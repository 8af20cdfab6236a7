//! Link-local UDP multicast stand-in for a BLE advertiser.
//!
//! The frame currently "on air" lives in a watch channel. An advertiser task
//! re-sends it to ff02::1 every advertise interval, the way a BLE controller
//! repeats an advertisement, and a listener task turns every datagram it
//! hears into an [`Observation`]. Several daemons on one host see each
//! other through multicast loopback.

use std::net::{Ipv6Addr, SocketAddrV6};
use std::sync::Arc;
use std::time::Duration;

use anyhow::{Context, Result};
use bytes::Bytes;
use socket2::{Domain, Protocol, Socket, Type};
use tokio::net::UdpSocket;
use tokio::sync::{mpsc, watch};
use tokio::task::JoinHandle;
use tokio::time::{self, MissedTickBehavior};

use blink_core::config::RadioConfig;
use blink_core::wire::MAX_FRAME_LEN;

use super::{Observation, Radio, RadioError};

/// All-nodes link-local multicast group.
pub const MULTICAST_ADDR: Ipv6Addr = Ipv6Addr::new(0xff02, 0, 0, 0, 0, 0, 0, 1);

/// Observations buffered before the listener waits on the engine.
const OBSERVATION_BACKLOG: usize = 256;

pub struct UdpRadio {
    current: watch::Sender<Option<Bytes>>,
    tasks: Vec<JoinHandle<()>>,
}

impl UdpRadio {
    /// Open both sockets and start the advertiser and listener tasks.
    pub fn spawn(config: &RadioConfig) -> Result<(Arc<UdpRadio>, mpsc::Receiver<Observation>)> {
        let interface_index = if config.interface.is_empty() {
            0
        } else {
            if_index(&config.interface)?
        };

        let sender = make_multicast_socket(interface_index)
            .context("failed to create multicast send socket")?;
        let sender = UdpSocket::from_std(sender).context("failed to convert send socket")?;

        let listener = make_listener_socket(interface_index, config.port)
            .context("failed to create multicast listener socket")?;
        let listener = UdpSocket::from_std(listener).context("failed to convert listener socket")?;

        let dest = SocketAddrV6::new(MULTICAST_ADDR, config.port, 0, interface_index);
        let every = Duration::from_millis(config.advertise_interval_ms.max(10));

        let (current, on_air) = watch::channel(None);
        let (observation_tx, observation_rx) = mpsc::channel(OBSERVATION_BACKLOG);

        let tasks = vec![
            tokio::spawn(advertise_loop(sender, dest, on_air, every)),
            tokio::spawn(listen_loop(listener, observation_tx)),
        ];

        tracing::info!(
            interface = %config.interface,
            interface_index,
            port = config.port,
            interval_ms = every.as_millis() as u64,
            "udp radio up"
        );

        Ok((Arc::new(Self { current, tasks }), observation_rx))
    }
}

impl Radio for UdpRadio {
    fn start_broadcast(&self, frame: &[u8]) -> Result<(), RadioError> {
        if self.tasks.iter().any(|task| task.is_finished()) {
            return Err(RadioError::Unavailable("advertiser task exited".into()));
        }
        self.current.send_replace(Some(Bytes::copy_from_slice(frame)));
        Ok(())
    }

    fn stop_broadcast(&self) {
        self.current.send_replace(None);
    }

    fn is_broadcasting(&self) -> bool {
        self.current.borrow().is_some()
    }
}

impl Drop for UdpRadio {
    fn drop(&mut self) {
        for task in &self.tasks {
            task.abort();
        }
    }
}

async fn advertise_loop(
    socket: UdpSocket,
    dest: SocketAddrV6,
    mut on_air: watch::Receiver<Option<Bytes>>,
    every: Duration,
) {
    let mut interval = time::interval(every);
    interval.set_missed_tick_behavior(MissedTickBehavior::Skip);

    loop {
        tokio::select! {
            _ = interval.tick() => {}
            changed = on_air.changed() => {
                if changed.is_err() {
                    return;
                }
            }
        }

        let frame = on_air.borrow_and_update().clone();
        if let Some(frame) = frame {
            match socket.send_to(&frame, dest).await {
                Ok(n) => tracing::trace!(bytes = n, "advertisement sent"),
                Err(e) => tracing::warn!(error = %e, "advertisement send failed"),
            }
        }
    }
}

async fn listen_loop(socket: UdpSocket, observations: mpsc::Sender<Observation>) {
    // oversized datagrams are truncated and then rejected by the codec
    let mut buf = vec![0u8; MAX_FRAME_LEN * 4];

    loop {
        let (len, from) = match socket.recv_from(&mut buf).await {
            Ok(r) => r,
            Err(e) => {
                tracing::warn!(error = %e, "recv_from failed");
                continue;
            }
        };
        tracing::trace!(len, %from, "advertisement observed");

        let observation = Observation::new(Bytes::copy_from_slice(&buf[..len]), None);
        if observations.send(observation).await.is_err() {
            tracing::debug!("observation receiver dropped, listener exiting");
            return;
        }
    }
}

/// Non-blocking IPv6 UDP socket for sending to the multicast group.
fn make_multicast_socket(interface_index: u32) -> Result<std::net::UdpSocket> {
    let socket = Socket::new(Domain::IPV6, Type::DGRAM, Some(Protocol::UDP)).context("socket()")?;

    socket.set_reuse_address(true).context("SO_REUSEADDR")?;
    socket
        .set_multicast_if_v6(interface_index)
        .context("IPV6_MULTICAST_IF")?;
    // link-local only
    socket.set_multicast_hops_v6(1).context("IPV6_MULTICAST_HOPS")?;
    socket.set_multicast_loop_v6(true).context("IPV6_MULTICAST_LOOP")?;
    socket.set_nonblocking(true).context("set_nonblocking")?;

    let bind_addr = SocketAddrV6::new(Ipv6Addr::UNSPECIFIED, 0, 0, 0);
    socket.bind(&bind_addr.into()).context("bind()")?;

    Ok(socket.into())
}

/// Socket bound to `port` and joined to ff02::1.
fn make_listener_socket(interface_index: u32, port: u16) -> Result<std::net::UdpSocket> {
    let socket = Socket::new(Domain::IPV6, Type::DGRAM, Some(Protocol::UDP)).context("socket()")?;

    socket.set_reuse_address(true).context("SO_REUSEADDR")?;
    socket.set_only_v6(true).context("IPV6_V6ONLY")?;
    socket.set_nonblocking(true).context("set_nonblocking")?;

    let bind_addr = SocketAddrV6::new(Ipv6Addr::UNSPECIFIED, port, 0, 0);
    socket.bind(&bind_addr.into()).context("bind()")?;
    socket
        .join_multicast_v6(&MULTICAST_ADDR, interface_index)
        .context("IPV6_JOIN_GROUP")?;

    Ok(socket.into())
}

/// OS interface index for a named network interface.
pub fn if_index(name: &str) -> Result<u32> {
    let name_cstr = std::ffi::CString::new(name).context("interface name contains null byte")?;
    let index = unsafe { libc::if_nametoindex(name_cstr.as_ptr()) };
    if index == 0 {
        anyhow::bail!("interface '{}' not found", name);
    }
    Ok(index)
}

····················

Problem description: Since only part of the listing is wanted, copy exactly the lines from the one holding "An advertiser task" to the one holding "pub fn spawn(config: &RadioConfig)", both included.

Completed task:
//! The frame currently "on air" lives in a watch channel. An advertiser task
//! re-sends it to ff02::1 every advertise interval, the way a BLE controller
//! repeats an advertisement, and a listener task turns every datagram it
//! hears into an [`Observation`]. Several daemons on one host see each
//! other through multicast loopback.

use std::net::{Ipv6Addr, SocketAddrV6};
use std::sync::Arc;
use std::time::Duration;

use anyhow::{Context, Result};
use bytes::Bytes;
use socket2::{Domain, Protocol, Socket, Type};
use tokio::net::UdpSocket;
use tokio::sync::{mpsc, watch};
use tokio::task::JoinHandle;
use tokio::time::{self, MissedTickBehavior};

use blink_core::config::RadioConfig;
use blink_core::wire::MAX_FRAME_LEN;

use super::{Observation, Radio, RadioError};

/// All-nodes link-local multicast group.
pub const MULTICAST_ADDR: Ipv6Addr = Ipv6Addr::new(0xff02, 0, 0, 0, 0, 0, 0, 1);

/// Observations buffered before the listener waits on the engine.
const OBSERVATION_BACKLOG: usize = 256;

pub struct UdpRadio {
    current: watch::Sender<Option<Bytes>>,
    tasks: Vec<JoinHandle<()>>,
}

impl UdpRadio {
    /// Open both sockets and start the advertiser and listener tasks.
    pub fn spawn(config: &RadioConfig) -> Result<(Arc<UdpRadio>, mpsc::Receiver<Observation>)> {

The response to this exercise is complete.